### Provided information
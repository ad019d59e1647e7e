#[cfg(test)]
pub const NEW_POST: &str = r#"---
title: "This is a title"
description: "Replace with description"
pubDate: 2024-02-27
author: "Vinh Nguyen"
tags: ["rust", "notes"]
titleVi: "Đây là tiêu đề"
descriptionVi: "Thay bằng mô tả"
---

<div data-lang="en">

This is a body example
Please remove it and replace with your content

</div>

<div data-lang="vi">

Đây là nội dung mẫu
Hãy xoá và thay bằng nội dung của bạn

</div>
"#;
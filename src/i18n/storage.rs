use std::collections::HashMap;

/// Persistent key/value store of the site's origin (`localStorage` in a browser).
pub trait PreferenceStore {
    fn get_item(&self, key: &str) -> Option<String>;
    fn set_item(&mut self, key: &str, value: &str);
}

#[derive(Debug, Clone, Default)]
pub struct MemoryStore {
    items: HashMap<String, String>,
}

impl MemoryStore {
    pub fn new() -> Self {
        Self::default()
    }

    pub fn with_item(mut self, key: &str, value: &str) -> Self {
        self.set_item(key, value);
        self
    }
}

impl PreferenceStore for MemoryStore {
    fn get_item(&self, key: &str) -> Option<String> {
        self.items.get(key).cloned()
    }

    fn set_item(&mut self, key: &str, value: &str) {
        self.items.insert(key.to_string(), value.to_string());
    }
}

### What to do
Tally how many lines of the data include the word "This". Write the number and nothing else.

### Answer section
2